New Zealand will miss out on “thousands” of IT jobs if it does not offer sufficient tax breaks for R&D, claims a US-based businessman planning a technology park in Queenstown.
New Zealand-born Jason Neal, chief executive of hotel management software company GHS Global, wants to build the park and a development facility in his home town, which he claims could create up to 700 jobs.
But he says both projects may instead be based in Australia, where the government is offering tax breaks on R&D of up to 175%.
“We can bring more money to New Zealand than the government will know what to do with. I have other contacts that would be interested in coming to New Zealand but instead they are going to Australia. The New Zealand government could be missing out on billions of dollars and thousands of jobs,” says Neal.
Earlier this month, Neal contacted Computerworld requesting details of New Zealand salaries for a range of IT skills for comparison with rates in Australia. “The more cost-effective New Zealand is, the greater chance of basing our projects there,” he says.
Neal, whose San Franciso company produces hosted applications for the hotel industry, first announced his plans in October. He has since visited Industry New Zealand and met National and Labour Party figures. Next month, he will meet government officials in Wellington. Investment New Zealand, an arm of TradeNZ, is also talking to the company.
But while a “comprehensive review” of taxation is under way, with a report due this year, the government says it cannot offer immediate tax relief. “GHS will be subject to the same taxation regime as any other business in New Zealand,” says a spokesman for deputy prime minister Jim Anderton, who overseas Industry New Zealand.
But Industry New Zealand and/or Trade New Zealand, the spokesman says, can help with immigration, visitation support for potential partners, introduction for other partners and other support under various business development programmes.
Neal says his call for R&D support is not just for his plans but all business.
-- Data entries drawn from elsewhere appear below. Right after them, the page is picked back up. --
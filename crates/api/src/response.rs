//! Shared response envelope for API handlers.
//!
//! Every successful response is `{ "success": true, "message"?: ..., "data"?: ... }`.
//! Error bodies use the same shape with `success: false`; see
//! [`crate::error::AppError`].

use serde::Serialize;

/// Standard success envelope.
///
/// ```ignore
/// Ok(Json(ApiResponse::data(items)))
/// Ok(Json(ApiResponse::with_message("Application submitted successfully", receipt)))
/// ```
#[derive(Debug, Serialize)]
pub struct ApiResponse<T: Serialize> {
    pub success: bool,
    #[serde(skip_serializing_if = "Option::is_none")]
    pub message: Option<String>,
    #[serde(skip_serializing_if = "Option::is_none")]
    pub data: Option<T>,
}

impl<T: Serialize> ApiResponse<T> {
    pub fn data(data: T) -> Self {
        Self {
            success: true,
            message: None,
            data: Some(data),
        }
    }

    pub fn with_message(message: impl Into<String>, data: T) -> Self {
        Self {
            success: true,
            message: Some(message.into()),
            data: Some(data),
        }
    }
}

impl ApiResponse<()> {
    /// A success envelope carrying only a message.
    pub fn message(message: impl Into<String>) -> Self {
        Self {
            success: true,
            message: Some(message.into()),
            data: None,
        }
    }
}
He points to Ireland where such incentives are widely credited with being the backbone of its IT-based recovery.
This year, Australia announced a $A3 billion ($NZ3.7 billion) package doubling grants for private sector R&D, creating “word-class centres of excellence” in IT and biotechnology, and topped the existing 125% tax deduction for R&D with a 175% rate for the labour costs of extra research spending.
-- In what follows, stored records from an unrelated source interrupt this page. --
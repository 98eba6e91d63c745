use axum::extract::State;
use axum::http::StatusCode;
use axum::{routing::get, Json, Router};
use serde::Serialize;

use crate::state::AppState;

/// Health check response payload.
#[derive(Serialize)]
pub struct HealthResponse {
    /// Overall service status.
    pub status: &'static str,
    /// Crate version from Cargo.toml.
    pub version: &'static str,
    /// Whether the database is reachable.
    pub db_healthy: bool,
}

/// GET /health -- returns service and database health.
///
/// Answers 503 when the database is unreachable.
async fn health_check(State(state): State<AppState>) -> (StatusCode, Json<HealthResponse>) {
    let db_healthy = admissions_db::health_check(&state.pool).await.is_ok();

    let (code, status) = if db_healthy {
        (StatusCode::OK, "ok")
    } else {
        (StatusCode::SERVICE_UNAVAILABLE, "degraded")
    };

    (
        code,
        Json(HealthResponse {
            status,
            version: env!("CARGO_PKG_VERSION"),
            db_healthy,
        }),
    )
}

/// Mount health check routes (intended for root-level, NOT under `/api/v1`).
pub fn router() -> Router<AppState> {
    Router::new().route("/health", get(health_check))
}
In contrast, the last New Zealand budget boosted R&D spending by 10% to $474 million, created a “seed capital fund” for IT firms and announced a $12 million grants programme.
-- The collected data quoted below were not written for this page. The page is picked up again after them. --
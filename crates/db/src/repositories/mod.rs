//! Repository layer.
//!
//! Each repository is a zero-sized struct providing async methods. Plain
//! reads accept `&PgPool`; anything that participates in a lifecycle
//! transaction accepts `&mut PgConnection` so callers pass `&mut *tx`.

pub mod admission_period_repo;
pub mod application_repo;
pub mod course_repo;
pub mod profile_repo;
pub mod stats_repo;
pub mod tracker_repo;
pub mod user_repo;

pub use admission_period_repo::AdmissionPeriodRepo;
pub use application_repo::ApplicationRepo;
pub use course_repo::CourseRepo;
pub use profile_repo::{InstituteRepo, StudentRepo};
pub use stats_repo::StatsRepo;
pub use tracker_repo::TrackerRepo;
pub use user_repo::UserRepo;
//! Student and institute profile lookups and row locks.
//!
//! Profiles are owned by the account management layer; the lifecycle only
//! resolves them from a user id and locks them to serialise its writes.
//!
//! Locks are `FOR NO KEY UPDATE`: inserts into tables referencing these rows
//! take `FOR KEY SHARE`, which must not conflict with the lock.

use admissions_core::types::DbId;
use sqlx::{PgConnection, PgPool};

pub struct StudentRepo;

impl StudentRepo {
    /// Resolve the student profile id of a user.
    pub async fn find_id_by_user(pool: &PgPool, user_id: DbId) -> Result<Option<DbId>, sqlx::Error> {
        let row: Option<(DbId,)> = sqlx::query_as("SELECT id FROM students WHERE user_id = $1")
            .bind(user_id)
            .fetch_optional(pool)
            .await?;
        Ok(row.map(|r| r.0))
    }

    /// Lock a student row. Every lifecycle write touching the student's
    /// applications takes this lock first.
    pub async fn lock(conn: &mut PgConnection, student_id: DbId) -> Result<bool, sqlx::Error> {
        let row: Option<(DbId,)> = sqlx::query_as("SELECT id FROM students WHERE id = $1 FOR NO KEY UPDATE")
            .bind(student_id)
            .fetch_optional(&mut *conn)
            .await?;
        Ok(row.is_some())
    }

    /// Insert a student profile for a user (seeding and tests).
    pub async fn create(pool: &PgPool, user_id: DbId) -> Result<DbId, sqlx::Error> {
        let row: (DbId,) = sqlx::query_as("INSERT INTO students (user_id) VALUES ($1) RETURNING id")
            .bind(user_id)
            .fetch_one(pool)
            .await?;
        Ok(row.0)
    }
}

pub struct InstituteRepo;

impl InstituteRepo {
    /// Resolve the institute profile id of a user.
    pub async fn find_id_by_user(pool: &PgPool, user_id: DbId) -> Result<Option<DbId>, sqlx::Error> {
        let row: Option<(DbId,)> = sqlx::query_as("SELECT id FROM institutes WHERE user_id = $1")
            .bind(user_id)
            .fetch_optional(pool)
            .await?;
        Ok(row.map(|r| r.0))
    }

    /// Lock an institute row to serialise period creation and auto-opening.
    pub async fn lock(conn: &mut PgConnection, institute_id: DbId) -> Result<bool, sqlx::Error> {
        let row: Option<(DbId,)> =
            sqlx::query_as("SELECT id FROM institutes WHERE id = $1 FOR NO KEY UPDATE")
                .bind(institute_id)
                .fetch_optional(&mut *conn)
                .await?;
        Ok(row.is_some())
    }

    /// Insert an institute profile (seeding and tests).
    pub async fn create(
        pool: &PgPool,
        user_id: Option<DbId>,
        name: &str,
    ) -> Result<DbId, sqlx::Error> {
        let row: (DbId,) =
            sqlx::query_as("INSERT INTO institutes (user_id, name) VALUES ($1, $2) RETURNING id")
                .bind(user_id)
                .bind(name)
                .fetch_one(pool)
                .await?;
        Ok(row.0)
    }
}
A Bell Gully report last month said New Zealand firms are failing to respond to this, causing a rethink within government.
Neal left for the US 14 years ago to seek funding to develop GHS Global, which he created in Queenstown. He works in commercial property and investment and has planned his Queenstown projects for three years, claiming various land options for the 10ha site needed.
The first part of the project would involve 50 engineers working on an ASP application for the hotel industry. It would use WAP technology and applications for the consumer sector. The technology park/incubator would incubate up to 15 internet software companies.
The funding of $US100 million to $US150 million would come from a US-based planned venture capital fund, private investors and a potential global IT partner.
Neal expects to make a decision on siting the planned 8100 square metre development facility next month, and on the park within three months.
“I want nothing from the government [in grants]. All I want from it is a competitive tax policy. We have to look after our investors’ interests,” he says.